The Nonlinear One-Way Navier-Stokes (NOWNS) Approach for High-Speed Boundary-Layer Flows

The Nonlinear One-Way Navier-Stokes (NOWNS) approach has recently been applied to low-speed Blasius boundary-layer flows, where it has been demonstrated to support non-modal and multi-modal effects, as well as strong nonlinearties, which can cause the Nonlinear Parabolized Stability Equations (NPSE) to fail. In NOWNS, a projection operator (based on the linearized Navier-Stokes equations) is applied to the nonlinear equations to remove upstream propagating modes, which results in a set of equations that can be solved efficiently in the frequency domain as a spatial initial-value problem.
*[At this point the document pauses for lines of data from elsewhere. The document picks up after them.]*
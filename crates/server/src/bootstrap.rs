use std::sync::Arc;

use thiserror::Error;
use tracing::info;

use tonecheck_core::cipher::FieldCipher;
use tonecheck_core::clock::SystemClock;
use tonecheck_core::config::{AppConfig, ConfigError, LoadOptions};
use tonecheck_db::{
    connect_with_config, migrations, DbPool, SqlChannelConfigRepository, SqlCorrelationRepository,
};
use tonecheck_slack::{
    HttpSentimentOracle, NotifierError, OracleError, RouterSettings, SlackNotifier, WebhookRouter,
};

use crate::state::AppState;

pub struct Application {
    pub config: AppConfig,
    pub db_pool: DbPool,
    pub state: AppState,
}

#[derive(Debug, Error)]
pub enum BootstrapError {
    #[error(transparent)]
    Config(#[from] ConfigError),
    #[error("database connection failed: {0}")]
    DatabaseConnect(#[source] sqlx::Error),
    #[error("database migration failed: {0}")]
    Migration(#[source] sqlx::migrate::MigrateError),
    #[error("slack client setup failed: {0}")]
    Notifier(#[source] NotifierError),
    #[error("sentiment oracle setup failed: {0}")]
    Oracle(#[source] OracleError),
}

pub async fn bootstrap(options: LoadOptions) -> Result<Application, BootstrapError> {
    let config = AppConfig::load(options)?;
    bootstrap_with_config(config).await
}

pub async fn bootstrap_with_config(config: AppConfig) -> Result<Application, BootstrapError> {
    info!(
        event_name = "system.bootstrap.start",
        correlation_id = "bootstrap",
        "starting application bootstrap"
    );

    let db_pool =
        connect_with_config(&config.database).await.map_err(BootstrapError::DatabaseConnect)?;
    info!(
        event_name = "system.bootstrap.database_connected",
        correlation_id = "bootstrap",
        "database connection established"
    );

    migrations::run_pending(&db_pool).await.map_err(BootstrapError::Migration)?;
    info!(
        event_name = "system.bootstrap.migrations_applied",
        correlation_id = "bootstrap",
        "database migrations applied"
    );

    let clock = Arc::new(SystemClock);
    let cipher = FieldCipher::new(&config.security.encryption_key);
    let notifier = SlackNotifier::from_config(&config.slack).map_err(BootstrapError::Notifier)?;
    let oracle =
        HttpSentimentOracle::from_config(&config.sentiment).map_err(BootstrapError::Oracle)?;

    let router = WebhookRouter::new(
        Arc::new(SqlChannelConfigRepository::new(db_pool.clone(), cipher)),
        Arc::new(SqlCorrelationRepository::new(db_pool.clone(), clock.clone())),
        Arc::new(notifier),
        Arc::new(oracle),
        RouterSettings::from_config(&config),
    );
    let state = AppState::new(
        router,
        clock,
        config.slack.signing_secret.clone(),
        config.security.api_key.clone(),
    );

    Ok(Application { config, db_pool, state })
}
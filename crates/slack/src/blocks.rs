use serde::Serialize;

pub const SENTIMENT_ANALYSIS_TEXT: &str = "Sentiment Analysis";
pub const READ_MESSAGE_TITLE: &str = "Read Message";
pub const NO_MESSAGE_FOUND: &str = "No message found.";
pub const USER_DATA_NOT_FOUND: &str = "User data not found. Please try again.";
pub const INVALID_FORM_FIELDS: &str = "Invalid form fields provided.";

pub const MODAL_CALLBACK_ID: &str = "modal-identifier";
pub const MESSAGE_BLOCK_ID: &str = "sentiment_analysis_message_block";
pub const MESSAGE_ACTION_ID: &str = "sentiment_analysis_message_input";

pub const QUOTE_MAX_CHARS: usize = 30;

#[derive(Clone, Debug, PartialEq, Eq, Serialize)]
#[serde(tag = "type", rename_all = "snake_case")]
pub enum TextObject {
    #[serde(rename = "plain_text")]
    Plain { text: String, emoji: bool },
    Mrkdwn { text: String },
}

impl TextObject {
    pub fn plain(text: impl Into<String>) -> Self {
        Self::Plain { text: text.into(), emoji: true }
    }

    pub fn mrkdwn(text: impl Into<String>) -> Self {
        Self::Mrkdwn { text: text.into() }
    }
}

#[derive(Clone, Copy, Debug, PartialEq, Eq, Serialize)]
#[serde(rename_all = "snake_case")]
pub enum AttachmentColor {
    Red,
    Yellow,
}

#[derive(Clone, Debug, PartialEq, Eq, Serialize)]
pub struct AttachmentField {
    pub title: String,
    pub value: String,
    pub short: bool,
}

#[derive(Clone, Debug, PartialEq, Eq, Serialize)]
pub struct Attachment {
    pub color: AttachmentColor,
    pub fields: Vec<AttachmentField>,
}

pub struct AttachmentBuilder {
    color: AttachmentColor,
    fields: Vec<AttachmentField>,
}

impl AttachmentBuilder {
    pub fn new(color: AttachmentColor) -> Self {
        Self { color, fields: Vec::new() }
    }

    pub fn field(mut self, title: impl Into<String>, value: impl Into<String>) -> Self {
        self.fields.push(AttachmentField { title: title.into(), value: value.into(), short: false });
        self
    }

    pub fn build(self) -> Attachment {
        Attachment { color: self.color, fields: self.fields }
    }
}

/// Red card posted when a channel message reads negative.
pub fn sentiment_attachments(
    message: &str,
    sentiment_result: &str,
    message_to_user: &str,
) -> Vec<Attachment> {
    vec![AttachmentBuilder::new(AttachmentColor::Red)
        .field("Message", message)
        .field("Sentiment", sentiment_result)
        .field("Message to User", message_to_user)
        .build()]
}

/// Yellow card carrying a channel's configured reply message.
pub fn message_attachments(title: &str, channel_message: &str) -> Vec<Attachment> {
    vec![AttachmentBuilder::new(AttachmentColor::Yellow).field(title, channel_message).build()]
}

/// First thirty characters followed by `" ..."` when the text is longer.
pub fn truncate_quote(message: &str) -> String {
    if message.chars().count() > QUOTE_MAX_CHARS {
        let head: String = message.chars().take(QUOTE_MAX_CHARS).collect();
        format!("{head} ...")
    } else {
        message.to_owned()
    }
}

#[derive(Clone, Debug, PartialEq, Eq, Serialize)]
pub struct PlainTextInput {
    #[serde(rename = "type")]
    kind: &'static str,
    pub action_id: String,
    pub placeholder: TextObject,
    pub max_length: usize,
}

#[derive(Clone, Debug, PartialEq, Eq, Serialize)]
#[serde(tag = "type", rename_all = "snake_case")]
pub enum ModalBlock {
    Input { block_id: String, label: TextObject, element: PlainTextInput },
}

#[derive(Clone, Debug, PartialEq, Eq, Serialize)]
pub struct ModalView {
    #[serde(rename = "type")]
    kind: &'static str,
    pub callback_id: String,
    pub title: TextObject,
    pub submit: TextObject,
    pub blocks: Vec<ModalBlock>,
}

pub struct ModalBuilder {
    callback_id: String,
    title: String,
    submit: String,
    blocks: Vec<ModalBlock>,
}

impl ModalBuilder {
    pub fn new(callback_id: impl Into<String>, title: impl Into<String>) -> Self {
        Self {
            callback_id: callback_id.into(),
            title: title.into(),
            submit: "Submit".to_owned(),
            blocks: Vec::new(),
        }
    }

    pub fn text_input(
        mut self,
        block_id: impl Into<String>,
        action_id: impl Into<String>,
        label: impl Into<String>,
        placeholder: impl Into<String>,
        max_length: usize,
    ) -> Self {
        self.blocks.push(ModalBlock::Input {
            block_id: block_id.into(),
            label: TextObject::plain(label),
            element: PlainTextInput {
                kind: "plain_text_input",
                action_id: action_id.into(),
                placeholder: TextObject::plain(placeholder),
                max_length,
            },
        });
        self
    }

    pub fn build(self) -> ModalView {
        ModalView {
            kind: "modal",
            callback_id: self.callback_id,
            title: TextObject::plain(self.title),
            submit: TextObject::plain(self.submit),
            blocks: self.blocks,
        }
    }
}

/// Modal opened by the add command to collect a channel's reply message.
pub fn reply_message_modal() -> ModalView {
    ModalBuilder::new(MODAL_CALLBACK_ID, "Add Message")
        .text_input(
            MESSAGE_BLOCK_ID,
            MESSAGE_ACTION_ID,
            "Sentiment Analysis Message",
            "Enter the message to send when a conversation turns negative",
            tonecheck_core::domain::REPLY_MESSAGE_MAX_CHARS,
        )
        .build()
}

#[cfg(test)]
mod tests {
    use serde_json::json;

    use super::{
        message_attachments, reply_message_modal, sentiment_attachments, truncate_quote,
        TextObject, MESSAGE_ACTION_ID, MESSAGE_BLOCK_ID, MODAL_CALLBACK_ID,
    };

    #[test]
    fn sentiment_attachment_matches_slack_shape() {
        let attachments =
            sentiment_attachments("you are useless ...", "definitely negative", "Be nice");
        let value = serde_json::to_value(&attachments).expect("serialize attachments");

        assert_eq!(
            value,
            json!([{
                "color": "red",
                "fields": [
                    { "title": "Message", "value": "you are useless ...", "short": false },
                    { "title": "Sentiment", "value": "definitely negative", "short": false },
                    { "title": "Message to User", "value": "Be nice", "short": false }
                ]
            }])
        );
    }

    #[test]
    fn message_attachment_is_single_yellow_field() {
        let value = serde_json::to_value(message_attachments("Added", "Be nice"))
            .expect("serialize attachments");

        assert_eq!(
            value,
            json!([{ "color": "yellow", "fields": [{ "title": "Added", "value": "Be nice", "short": false }] }])
        );
    }

    #[test]
    fn quotes_are_truncated_after_thirty_chars() {
        assert_eq!(truncate_quote("short"), "short");
        assert_eq!(truncate_quote(&"a".repeat(30)), "a".repeat(30));
        assert_eq!(truncate_quote(&"b".repeat(31)), format!("{} ...", "b".repeat(30)));
        assert_eq!(truncate_quote(&"é".repeat(40)), format!("{} ...", "é".repeat(30)));
    }

    #[test]
    fn text_objects_use_slack_type_names() {
        assert_eq!(
            serde_json::to_value(TextObject::plain("Submit")).expect("serialize"),
            json!({ "type": "plain_text", "text": "Submit", "emoji": true })
        );
        assert_eq!(
            serde_json::to_value(TextObject::mrkdwn("*hi*")).expect("serialize"),
            json!({ "type": "mrkdwn", "text": "*hi*" })
        );
    }

    #[test]
    fn modal_input_ids_match_submission_lookup() {
        let value = serde_json::to_value(reply_message_modal()).expect("serialize modal");

        assert_eq!(value["type"], "modal");
        assert_eq!(value["callback_id"], MODAL_CALLBACK_ID);
        assert_eq!(value["blocks"][0]["type"], "input");
        assert_eq!(value["blocks"][0]["block_id"], MESSAGE_BLOCK_ID);
        assert_eq!(value["blocks"][0]["element"]["type"], "plain_text_input");
        assert_eq!(value["blocks"][0]["element"]["action_id"], MESSAGE_ACTION_ID);
        assert_eq!(value["blocks"][0]["element"]["max_length"], 100);
    }
}
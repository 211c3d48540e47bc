//! `POST /api/v1/sentiment-analysis`: scores arbitrary text for API-key holders.

use axum::{
    body::Bytes, extract::State, middleware::from_fn_with_state, routing::post, Json, Router,
};
use serde::{Deserialize, Serialize};
use tracing::info;

use tonecheck_core::domain::{check_length, ANALYSED_TEXT_MAX_CHARS};
use tonecheck_core::errors::{ApplicationError, ExternalService};
use tonecheck_core::sentiment::{Classification, SentimentModel};

use crate::error::ApiError;
use crate::middleware::require_api_key;
use crate::state::AppState;

pub const SENTIMENT_ANALYSIS_PATH: &str = "/api/v1/sentiment-analysis";

#[derive(Clone, Debug, Deserialize)]
pub struct SentimentRequest {
    pub sentiment_type: SentimentModel,
    pub text: String,
}

#[derive(Clone, Debug, PartialEq, Serialize)]
pub struct SentimentResponse {
    pub text: String,
    pub sentiment_result: Classification,
}

pub fn router(state: AppState) -> Router<AppState> {
    Router::new()
        .route(SENTIMENT_ANALYSIS_PATH, post(analyze))
        .route_layer(from_fn_with_state(state, require_api_key))
}

async fn analyze(
    State(state): State<AppState>,
    body: Bytes,
) -> Result<Json<SentimentResponse>, ApiError> {
    let correlation_id = "sentiment-analysis";
    let request = parse_request(&body)
        .map_err(|error| ApiError::from_application(error, correlation_id))?;

    let scores = state.router.oracle().score(&request.text).await.map_err(|error| {
        ApiError::from_application(
            ApplicationError::External {
                service: ExternalService::SentimentOracle,
                message: error.to_string(),
            },
            correlation_id,
        )
    })?;
    let sentiment_result = scores.select(request.sentiment_type).classify().map_err(|error| {
        ApiError::from_application(
            ApplicationError::External {
                service: ExternalService::SentimentOracle,
                message: error.to_string(),
            },
            correlation_id,
        )
    })?;

    info!(
        event_name = "sentiment.analysis.completed",
        correlation_id,
        model = ?request.sentiment_type,
        classification = %sentiment_result,
        "text scored"
    );
    Ok(Json(SentimentResponse { text: request.text, sentiment_result }))
}

fn parse_request(body: &[u8]) -> Result<SentimentRequest, ApplicationError> {
    let request: SentimentRequest = serde_json::from_slice(body)
        .map_err(|error| ApplicationError::Validation(error.to_string()))?;
    check_length("text", request.text.trim(), 1, ANALYSED_TEXT_MAX_CHARS)?;
    Ok(request)
}
use std::sync::Arc;

use secrecy::SecretString;

use tonecheck_core::cipher::FieldCipher;
use tonecheck_core::clock::FixedClock;
use tonecheck_core::sentiment::SentimentScores;
use tonecheck_core::signature::{sign, SIGNATURE_HEADER, TIMESTAMP_HEADER};
use tonecheck_db::{InMemoryChannelConfigRepository, InMemoryCorrelationRepository};

use crate::notifier::RecordingNotifier;
use crate::oracle::StaticSentimentOracle;
use crate::payloads::{Endpoint, VerifiedRequest, WebhookEnvelope};
use crate::router::{RouterSettings, WebhookRouter};

pub(crate) const SIGNING_SECRET: &[u8] = b"8f742231b10e8888abcd99yyyzzz85a5";
pub(crate) const NOW: i64 = 1_700_000_000;
pub(crate) const HOSTILE_TEXT: &str = "this is the worst idea anyone has ever had in here";

pub(crate) struct Harness {
    pub router: WebhookRouter,
    pub channels: Arc<InMemoryChannelConfigRepository>,
    pub correlations: Arc<InMemoryCorrelationRepository>,
    pub notifier: Arc<RecordingNotifier>,
    pub clock: Arc<FixedClock>,
}

impl Harness {
    pub fn new() -> Self {
        Self::with_notifier(RecordingNotifier::new())
    }

    pub fn with_notifier(notifier: RecordingNotifier) -> Self {
        let clock = Arc::new(FixedClock::at_unix(NOW));
        let cipher = FieldCipher::new(&SecretString::from("router-test-encryption".to_owned()));
        let channels = Arc::new(InMemoryChannelConfigRepository::new(cipher));
        let correlations = Arc::new(InMemoryCorrelationRepository::new(clock.clone()));
        let notifier = Arc::new(notifier);
        let oracle = StaticSentimentOracle::new(SentimentScores::new(Some(0.92), Some(0.6)))
            .with_text(HOSTILE_TEXT, SentimentScores::new(Some(0.08), Some(-0.74)));

        let router = WebhookRouter::new(
            channels.clone(),
            correlations.clone(),
            notifier.clone(),
            Arc::new(oracle),
            RouterSettings::default(),
        );
        Self { router, channels, correlations, notifier, clock }
    }
}

pub(crate) fn signed_request(endpoint: Endpoint, body: &str) -> VerifiedRequest {
    let timestamp = NOW.to_string();
    let signature = sign(SIGNING_SECRET, &timestamp, body.as_bytes());
    let envelope = WebhookEnvelope::new(
        endpoint,
        [(TIMESTAMP_HEADER, timestamp), (SIGNATURE_HEADER, signature)],
        body.as_bytes().to_vec(),
    );
    VerifiedRequest::verify(envelope, SIGNING_SECRET, NOW).expect("fixture signature verifies")
}

pub(crate) fn form(fields: &[(&str, &str)]) -> String {
    serde_urlencoded::to_string(fields).expect("encode form")
}

pub(crate) fn add_command_form(user_id: &str, channel_id: &str) -> String {
    form(&[
        ("command", "/tt-add-message"),
        ("user_id", user_id),
        ("team_id", "T0001"),
        ("team_domain", "acme"),
        ("channel_id", channel_id),
        ("channel_name", "general"),
        ("trigger_id", "13345224609.738474920.8088930838d88f008e0"),
    ])
}

pub(crate) fn submission_form(callback_id: &str, user_id: &str, message: &str) -> String {
    let payload = serde_json::json!({
        "type": "view_submission",
        "team": { "id": "T0001", "domain": "acme" },
        "user": { "id": user_id, "username": "dana" },
        "view": {
            "callback_id": callback_id,
            "state": { "values": {
                "sentiment_analysis_message_block": {
                    "sentiment_analysis_message_input": { "type": "plain_text_input", "value": message }
                }
            } }
        }
    });
    form(&[("payload", &payload.to_string())])
}
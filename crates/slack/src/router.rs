//! Dispatch of verified webhooks to their handlers.
//!
//! The router owns no per-request state. Everything a multi-step interaction needs between
//! calls lives in the correlation store.

use std::sync::Arc;
use std::time::Duration;

use serde_json::{json, Value};
use tracing::{info, warn};

use tonecheck_core::config::AppConfig;
use tonecheck_core::domain::correlation::DEFAULT_CORRELATION_TTL_SECS;
use tonecheck_core::errors::{ApplicationError, RejectionKind};
use tonecheck_db::{ChannelConfigRepository, CorrelationRepository, RepositoryError};

use crate::blocks::Attachment;
use crate::notifier::Notifier;
use crate::oracle::SentimentOracle;
use crate::payloads::{
    ChallengeResponse, Endpoint, UrlVerificationRequest, VerifiedRequest, WebhookKind,
    VERIFICATION_PATH,
};

pub const DEFAULT_REPLY_MESSAGE: &str = "Please keep the conversation respectful and constructive.";

#[derive(Clone, Debug, PartialEq, Eq)]
pub struct RouterSettings {
    /// Reply used for channels that never configured one.
    pub default_message: String,
    pub correlation_ttl: Duration,
}

impl Default for RouterSettings {
    fn default() -> Self {
        Self {
            default_message: DEFAULT_REPLY_MESSAGE.to_owned(),
            correlation_ttl: Duration::from_secs(DEFAULT_CORRELATION_TTL_SECS),
        }
    }
}

impl RouterSettings {
    pub fn from_config(config: &AppConfig) -> Self {
        Self {
            default_message: config.sentiment.default_message.clone(),
            correlation_ttl: Duration::from_secs(config.correlation.ttl_secs),
        }
    }
}

/// Successful outcome of a webhook, before it becomes an HTTP response.
#[derive(Clone, Debug, PartialEq)]
pub enum WebhookReply {
    Redirect { location: &'static str },
    Json { status: u16, body: Value },
}

impl WebhookReply {
    pub fn ok(body: Value) -> Self {
        Self::Json { status: 200, body }
    }

    pub fn acknowledged() -> Self {
        Self::ok(json!({}))
    }

    pub fn clear() -> Self {
        Self::ok(json!({ "response_action": "clear" }))
    }
}

#[derive(Clone)]
pub struct WebhookRouter {
    pub(crate) channels: Arc<dyn ChannelConfigRepository>,
    pub(crate) correlations: Arc<dyn CorrelationRepository>,
    pub(crate) notifier: Arc<dyn Notifier>,
    pub(crate) oracle: Arc<dyn SentimentOracle>,
    pub(crate) settings: RouterSettings,
}

impl WebhookRouter {
    pub fn new(
        channels: Arc<dyn ChannelConfigRepository>,
        correlations: Arc<dyn CorrelationRepository>,
        notifier: Arc<dyn Notifier>,
        oracle: Arc<dyn SentimentOracle>,
        settings: RouterSettings,
    ) -> Self {
        Self { channels, correlations, notifier, oracle, settings }
    }

    pub fn settings(&self) -> &RouterSettings {
        &self.settings
    }

    pub fn oracle(&self) -> &Arc<dyn SentimentOracle> {
        &self.oracle
    }

    pub async fn route(&self, request: &VerifiedRequest) -> Result<WebhookReply, ApplicationError> {
        let envelope = request.envelope();
        info!(
            event_name = "slack.router.dispatch",
            correlation_id = %request.correlation_id(),
            endpoint = envelope.endpoint().path(),
            kind = ?envelope.kind(),
            timestamp_delta_secs = request.timestamp_delta_secs(),
            "dispatching verified webhook"
        );

        match (envelope.endpoint(), envelope.kind()) {
            (Endpoint::Verification, _) => answer_challenge(envelope.raw_body()),
            (_, WebhookKind::UrlVerification) => {
                Ok(WebhookReply::Redirect { location: VERIFICATION_PATH })
            }
            (_, WebhookKind::EventCallback) => self.handle_event_callback(request).await,
            (_, WebhookKind::Command) => self.handle_command(request).await,
            (_, WebhookKind::Interaction) => self.handle_interaction(request).await,
            (_, WebhookKind::Unknown(declared)) => {
                warn!(
                    event_name = "slack.router.rejected",
                    correlation_id = %request.correlation_id(),
                    declared_type = %declared,
                    "unsupported event type"
                );
                Err(ApplicationError::Unsupported {
                    kind: RejectionKind::EventType,
                    value: declared.clone(),
                })
            }
        }
    }

    /// Posts a message and logs, rather than returns, any failure.
    pub(crate) async fn notify(
        &self,
        request: &VerifiedRequest,
        channel: &str,
        text: &str,
        attachments: &[Attachment],
    ) {
        if let Err(error) = self.notifier.post_message(channel, text, attachments).await {
            warn!(
                event_name = "slack.router.notify_failed",
                correlation_id = %request.correlation_id(),
                channel,
                error = %error,
                "slack notification failed"
            );
        }
    }
}

fn answer_challenge(raw_body: &[u8]) -> Result<WebhookReply, ApplicationError> {
    let request = UrlVerificationRequest::parse(raw_body)?;
    let body = serde_json::to_value(ChallengeResponse { challenge: request.challenge })
        .map_err(|error| ApplicationError::Infrastructure(error.to_string()))?;
    Ok(WebhookReply::ok(body))
}

/// Validation problems keep their field message; everything else is the store being unavailable.
pub(crate) fn store_error(error: RepositoryError) -> ApplicationError {
    match error {
        RepositoryError::Validation(domain) => ApplicationError::Domain(domain),
        other => ApplicationError::Infrastructure(other.to_string()),
    }
}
For hypersonic boundary-layer flows, linear OWNS has been demonstrated to accurately capture complex multi-modal effects where linear PSE fails. Non-modal and multi-modal effects are critical to high-speed boundary-layer transition, and a nonlinear tool that accurately models these effects is of critical importance to the development of optimized aerospace vehicles. Therefore, we seek to demonstrate that NOWNS can capture these effects when performing nonlinear instability and transition analysis of high-speed boundary-layer flows by validating against direct numerical simulation (DNS) results in the literature.